Nginx on Sunbird
Introduction
Nginx is a very popular reverse proxy that can scale well and requires minimum amount of resources
On sunbird, we are using as an ingress endpoint. All traffic flows into the cluster via nginx proxy
Nginx runs on the Kubernetes cluster
We have two nginx service running within the Kubernetes cluster
Public facing nginx which serves on the domain name
Private facing nginx which is used to reach the kubernetes services from services which are running outside the kubernetes cluster
The public facing nginx uses a public load balancer and the private facing nginx uses a internal load balancer
The public facing nginx runs as a daemonset and the private facing nginx runs as a deployment on kubernetes
Jenkins Jobs
The related jenkins jobs for nginx public and private are listed below
Build/Core/Proxy
ArtifactUpload/Core/Proxy
Deploy/Kubernetes/nginx-public-ingress
Deploy/Kubernetes/nginx-private-ingress
Ansible Roles and Helm Charts
The related ansible roles and helm charts for nginx public and private are listed below
SSL Renewal
Nginx public ingress uses SSL to serve https traffic. The SSL details is stored in private repo. Below are the variables related to SSL
Nginx public ingress uses SSL to serve https traffic. The SSL details is stored in private repo. Below are the variables related to SSL
Merge domain site key and certificate are missing in private repo templates as it is not required for adopters (required only if running a state SSO system)
Below are the variables that need to be defined for merge domain
merge_proxy_server_name: # Example merge.dev.sunbird.org sunbird_subdomain_keycloak_base_url: "{{proto}}://{{merge_proxy_server_name}}/auth" merge_domain_status: true proxymerge_site_key: |+ -----BEGIN PRIVATE KEY----- proxymerge_site_crt: |+ -----BEGIN CERTIFICATE-----
Merge domain workflow is used to to merge a state account and a personal account into one
For more information on the merge domain workflow, reach out to the Sunbird-Ed community
SSL can be renewed in two ways - Manual and Automated
Manual SSL procurement
You can purchase an SSL manually and update the certificate and key in private repo and deploy the below jenkins job to update the kubernetes secrets
Deploy/Kubernetes/BootstrapMinimal
After this, restart the nginx daemonset (it will auto restart, in case it doesn’t, please restart manually)
SSL procurement is a standard process and can be procured from many poplar sites such as https://www.namecheap.com/ and https://letsencrypt.org/
Automated SSL procurement
We have created a kuberntes job which will automatically renew the SSL from Letsencrypt every 85 days once for both the regular domain and merge domain
The details of this can be found here - https://github.com/project-sunbird/sunbird-devops/discussions/3439
Nginx Public and Private Location Blocks
There are various location blocks in both nginx public and private
The location blocks can be found here
Refer to the nginx documentation to understand all the parameters of a location blocks - https://nginx.org/en/docs/
Nginx Build Process
The default nginx image does not expose prometheus metrics
We build nginx from source to include the prometheus lua module in order to enable prometheus metrics
The build files are located here - https://github.com/project-sunbird/sunbird-devops/tree/master/images/proxy
Refer to the Jenkinsfile and Jenkinsjob to understand the build process
Nginx Public Prometheus Metrics and Dashboards
We get various metrics from nginx such as request per second, error codes etc.

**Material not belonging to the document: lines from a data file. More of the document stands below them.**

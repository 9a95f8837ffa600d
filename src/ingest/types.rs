// src/ingest/types.rs
use chrono::{DateTime, Utc};
use chrono_tz::Tz;
use serde::{Deserialize, Serialize};

use crate::error::FetchError;
use crate::session::SessionState;

/// A post exactly as captured from the timeline.
#[derive(Debug, Clone, Serialize, Deserialize, PartialEq, Eq)]
pub struct RawPost {
    pub text: String,
    /// Timestamp as rendered by the source (RFC 3339 / RFC 2822, any offset).
    pub posted_at: String,
    pub author_handle: String,
    /// Status link or other stable identifier, when the page exposes one.
    #[serde(default)]
    pub source_id: Option<String>,
}

/// A raw post whose timestamp parsed and lies inside the window, already
/// converted to the reporting timezone.
#[derive(Debug, Clone, PartialEq)]
pub struct WindowedPost {
    pub post: RawPost,
    pub posted_at: DateTime<Tz>,
}

/// Cleaned post ready for the artifact.
#[derive(Debug, Clone, PartialEq, Eq)]
pub struct NormalizedPost {
    pub text: String,
    pub posted_at: DateTime<Tz>,
    pub author_handle: String,
    pub source_id: Option<String>,
    /// Hex digest of the case/whitespace/link-insensitive text.
    pub dedup_key: String,
}

impl NormalizedPost {
    /// Back to the raw shape, so the post can re-enter the pipeline.
    pub fn to_raw(&self) -> RawPost {
        RawPost {
            text: self.text.clone(),
            posted_at: self.posted_at.to_rfc3339(),
            author_handle: self.author_handle.clone(),
            source_id: self.source_id.clone(),
        }
    }
}

/// `[now - lookback, now]`; `cutoff` is inclusive.
#[derive(Debug, Clone, Copy, PartialEq, Eq)]
pub struct TimeWindow {
    pub cutoff: DateTime<Utc>,
    pub now: DateTime<Utc>,
}

impl TimeWindow {
    pub fn trailing(now: DateTime<Utc>, lookback_hours: u32) -> Self {
        Self {
            cutoff: now - chrono::Duration::hours(i64::from(lookback_hours)),
            now,
        }
    }

    pub fn contains<T: chrono::TimeZone>(&self, ts: &DateTime<T>) -> bool {
        ts.with_timezone(&Utc) >= self.cutoff
    }
}

/// Anything that can produce a timeline for one account.
#[async_trait::async_trait]
pub trait TimelineSource: Send + Sync {
    async fn fetch(
        &self,
        session: &SessionState,
        account: &str,
        window: &TimeWindow,
    ) -> Result<Vec<RawPost>, FetchError>;
    fn name(&self) -> &'static str;
}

All these are made available using the prometheus lua module which is injected during the build process
Here is a sample metrics block defined in the nginx configuration - https://github.com/project-sunbird/sunbird-devops/blob/master/kubernetes/helm_charts/core/nginx-public-ingress/values.j2#L1051-L1064
Here are some of the grafana dashboards that use the nginx metrics
The metrics are also recorded on a regular basis using the prometheus recording rules. The recording rule file is located here - https://github.com/project-sunbird/sunbird-devops/blob/master/kubernetes/helm_charts/core/nginx-public-ingress/templates/recordingRules.yaml
Nginx Caching
We have enabled caching of various assets in nginx
The caching block is defined here - https://github.com/project-sunbird/sunbird-devops/blob/master/kubernetes/helm_charts/core/nginx-public-ingress/values.j2#L1094-L1110
Here is a sample API that uses the cache - https://github.com/project-sunbird/sunbird-devops/blob/master/kubernetes/helm_charts/core/nginx-public-ingress/values.j2#L221-L232
To know more about how nginx caching works, refer to these docs -
The cache validity can be customized using this dictionary - https://github.com/project-sunbird/sunbird-devops/blob/master/kubernetes/ansible/roles/helm-deploy/defaults/main.yml#L40-L63
Nginx Mirroring
We can use nginx mirroring feature in case we want to monitor what request headers, payload etc are being sent by a client
Nginx mirror block is defined here - https://github.com/project-sunbird/sunbird-devops/blob/master/kubernetes/helm_charts/core/nginx-public-ingress/values.j2#L1217-L1236
For details on how mirroring works, refer this docs - https://nginx.org/en/docs/http/ngx_http_mirror_module.html
Usually we will deploy an echo service as the backend for the mirroring block
The echo service will dump all the data such as headers, payload etc on the stdout. These can be then analysed using Graylog as these logs also will be pushed to the log stack
Mirroring should be enabled with utmost care as this will cause the below
Access and Bearer tokens will also be displayed in stdout logs. These need to be masked before ingesting into Log ES using Graylog pipelines or it should be disabled from emitting in the echo service itself. If someone gets hold onto these tokens, they will be able to spoof as that user
There would be too much data from the echo service stdout logs. This will cause huge load on the graylog and Log ES cluster in terms of CPU and disk. Based on the load, the clusters may need to be scaled up
Nginx GeoIP
Using a combination of geoip module and maxmind geoip database, traffic from certain countries can be blocked
The GeoIP module is also an external lua module that get injected during the build phase. The code for this located here - https://github.com/project-sunbird/sunbird-devops/tree/master/images/proxy
The relevant configuration blocks for these are located here
We will return the response code as 444 for requests that get originated from the countries which are blocked
The deployment Jenkinsfile along with the ansible roles for the GeoIP module injection into nginx pubic is not available in to public repo yet. These need to be sourced and published from the Diksha’s private repo.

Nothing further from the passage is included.